--- INPUT ---
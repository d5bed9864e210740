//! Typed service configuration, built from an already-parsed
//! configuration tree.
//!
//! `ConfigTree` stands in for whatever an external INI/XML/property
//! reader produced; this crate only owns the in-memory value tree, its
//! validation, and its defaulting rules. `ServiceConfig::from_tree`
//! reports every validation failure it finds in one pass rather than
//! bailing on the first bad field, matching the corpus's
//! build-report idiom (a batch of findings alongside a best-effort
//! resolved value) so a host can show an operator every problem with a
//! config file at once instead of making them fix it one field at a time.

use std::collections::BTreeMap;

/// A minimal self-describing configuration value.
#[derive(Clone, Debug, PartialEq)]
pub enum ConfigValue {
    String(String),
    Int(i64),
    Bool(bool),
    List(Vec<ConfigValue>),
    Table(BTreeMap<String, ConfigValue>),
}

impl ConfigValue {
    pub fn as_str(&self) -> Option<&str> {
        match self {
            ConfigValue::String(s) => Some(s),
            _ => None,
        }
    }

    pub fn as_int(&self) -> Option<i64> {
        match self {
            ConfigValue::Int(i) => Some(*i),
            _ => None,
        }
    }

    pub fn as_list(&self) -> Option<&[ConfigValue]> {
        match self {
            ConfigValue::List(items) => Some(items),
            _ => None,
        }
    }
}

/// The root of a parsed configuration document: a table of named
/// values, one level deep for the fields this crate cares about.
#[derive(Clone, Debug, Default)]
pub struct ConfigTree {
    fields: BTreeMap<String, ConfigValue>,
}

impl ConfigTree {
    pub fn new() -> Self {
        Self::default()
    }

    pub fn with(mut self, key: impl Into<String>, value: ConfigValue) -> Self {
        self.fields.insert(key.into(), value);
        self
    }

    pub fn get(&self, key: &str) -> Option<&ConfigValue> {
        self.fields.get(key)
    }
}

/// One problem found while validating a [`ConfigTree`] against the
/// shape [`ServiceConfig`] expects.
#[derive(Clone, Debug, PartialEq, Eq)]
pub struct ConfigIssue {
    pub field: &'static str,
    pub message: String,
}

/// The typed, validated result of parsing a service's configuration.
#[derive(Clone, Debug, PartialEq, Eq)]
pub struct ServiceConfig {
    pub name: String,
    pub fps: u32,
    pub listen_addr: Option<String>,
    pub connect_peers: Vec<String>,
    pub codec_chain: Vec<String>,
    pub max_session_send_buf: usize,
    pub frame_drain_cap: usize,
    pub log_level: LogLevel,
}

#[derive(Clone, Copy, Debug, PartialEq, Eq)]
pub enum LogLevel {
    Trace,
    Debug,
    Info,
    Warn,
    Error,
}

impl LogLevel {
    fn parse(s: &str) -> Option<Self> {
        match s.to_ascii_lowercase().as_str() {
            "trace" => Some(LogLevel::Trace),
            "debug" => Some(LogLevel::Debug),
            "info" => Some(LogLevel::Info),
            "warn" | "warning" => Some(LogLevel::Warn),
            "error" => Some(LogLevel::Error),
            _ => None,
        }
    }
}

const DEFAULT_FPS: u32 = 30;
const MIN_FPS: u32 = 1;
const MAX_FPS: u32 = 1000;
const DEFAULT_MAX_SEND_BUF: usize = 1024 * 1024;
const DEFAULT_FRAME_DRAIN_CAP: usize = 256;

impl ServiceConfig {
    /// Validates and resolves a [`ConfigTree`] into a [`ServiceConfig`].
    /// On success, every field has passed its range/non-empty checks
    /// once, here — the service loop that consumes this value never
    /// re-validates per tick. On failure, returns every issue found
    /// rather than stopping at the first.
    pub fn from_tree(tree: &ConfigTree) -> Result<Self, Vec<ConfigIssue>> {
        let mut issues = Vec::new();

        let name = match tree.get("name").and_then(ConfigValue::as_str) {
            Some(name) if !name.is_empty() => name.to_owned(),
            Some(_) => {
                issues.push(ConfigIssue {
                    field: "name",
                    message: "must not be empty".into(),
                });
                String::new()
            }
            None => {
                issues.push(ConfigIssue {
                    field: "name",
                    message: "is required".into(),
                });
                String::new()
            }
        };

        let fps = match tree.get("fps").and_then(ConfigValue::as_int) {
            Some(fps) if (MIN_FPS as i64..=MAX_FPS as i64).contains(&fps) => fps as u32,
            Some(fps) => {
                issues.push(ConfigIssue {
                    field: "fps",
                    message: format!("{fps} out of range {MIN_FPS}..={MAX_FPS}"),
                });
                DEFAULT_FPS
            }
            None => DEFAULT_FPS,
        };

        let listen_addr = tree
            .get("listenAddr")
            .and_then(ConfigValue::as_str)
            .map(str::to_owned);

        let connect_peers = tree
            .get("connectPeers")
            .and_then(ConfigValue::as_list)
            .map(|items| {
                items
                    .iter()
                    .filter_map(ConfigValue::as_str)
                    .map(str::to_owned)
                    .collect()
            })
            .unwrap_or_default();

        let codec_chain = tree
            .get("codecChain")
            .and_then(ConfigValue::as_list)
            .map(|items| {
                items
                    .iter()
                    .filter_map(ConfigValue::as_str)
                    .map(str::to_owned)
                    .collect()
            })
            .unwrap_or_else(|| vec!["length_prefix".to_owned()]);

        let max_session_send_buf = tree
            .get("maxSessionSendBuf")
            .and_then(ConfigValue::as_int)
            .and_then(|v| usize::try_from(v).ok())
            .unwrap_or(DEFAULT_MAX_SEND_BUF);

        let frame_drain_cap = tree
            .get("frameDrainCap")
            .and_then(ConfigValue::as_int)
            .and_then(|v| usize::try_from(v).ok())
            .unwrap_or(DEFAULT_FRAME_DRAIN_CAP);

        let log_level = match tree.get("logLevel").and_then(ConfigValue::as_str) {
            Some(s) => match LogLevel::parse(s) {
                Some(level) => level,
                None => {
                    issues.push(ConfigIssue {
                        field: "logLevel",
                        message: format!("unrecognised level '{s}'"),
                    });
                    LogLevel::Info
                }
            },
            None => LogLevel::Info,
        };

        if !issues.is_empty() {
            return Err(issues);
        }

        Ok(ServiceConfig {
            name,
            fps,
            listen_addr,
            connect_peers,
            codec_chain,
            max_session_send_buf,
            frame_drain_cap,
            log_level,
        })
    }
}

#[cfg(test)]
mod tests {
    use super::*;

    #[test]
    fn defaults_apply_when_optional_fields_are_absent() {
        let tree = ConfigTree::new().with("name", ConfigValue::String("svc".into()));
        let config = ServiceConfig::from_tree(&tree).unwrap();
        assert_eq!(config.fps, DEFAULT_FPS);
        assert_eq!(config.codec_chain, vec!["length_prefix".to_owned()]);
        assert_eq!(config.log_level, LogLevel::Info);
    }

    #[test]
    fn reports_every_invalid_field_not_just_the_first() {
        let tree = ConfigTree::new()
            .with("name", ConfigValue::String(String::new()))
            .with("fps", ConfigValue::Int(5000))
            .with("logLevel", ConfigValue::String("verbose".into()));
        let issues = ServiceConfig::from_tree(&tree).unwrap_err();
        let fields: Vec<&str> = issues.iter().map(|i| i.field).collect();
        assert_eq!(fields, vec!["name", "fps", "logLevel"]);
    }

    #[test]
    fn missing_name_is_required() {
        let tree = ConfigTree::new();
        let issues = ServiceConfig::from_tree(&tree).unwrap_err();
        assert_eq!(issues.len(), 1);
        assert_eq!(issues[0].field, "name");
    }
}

--- ACTIVITY ---
Please copy out each line of the material that contains the string "ConfigTree".

--- COMPLETED TASK ---
//! `ConfigTree` stands in for whatever an external INI/XML/property
pub struct ConfigTree {
impl ConfigTree {
/// One problem found while validating a [`ConfigTree`] against the
    /// Validates and resolves a [`ConfigTree`] into a [`ServiceConfig`].
    pub fn from_tree(tree: &ConfigTree) -> Result<Self, Vec<ConfigIssue>> {
        let tree = ConfigTree::new().with("name", ConfigValue::String("svc".into()));
        let tree = ConfigTree::new()
        let tree = ConfigTree::new();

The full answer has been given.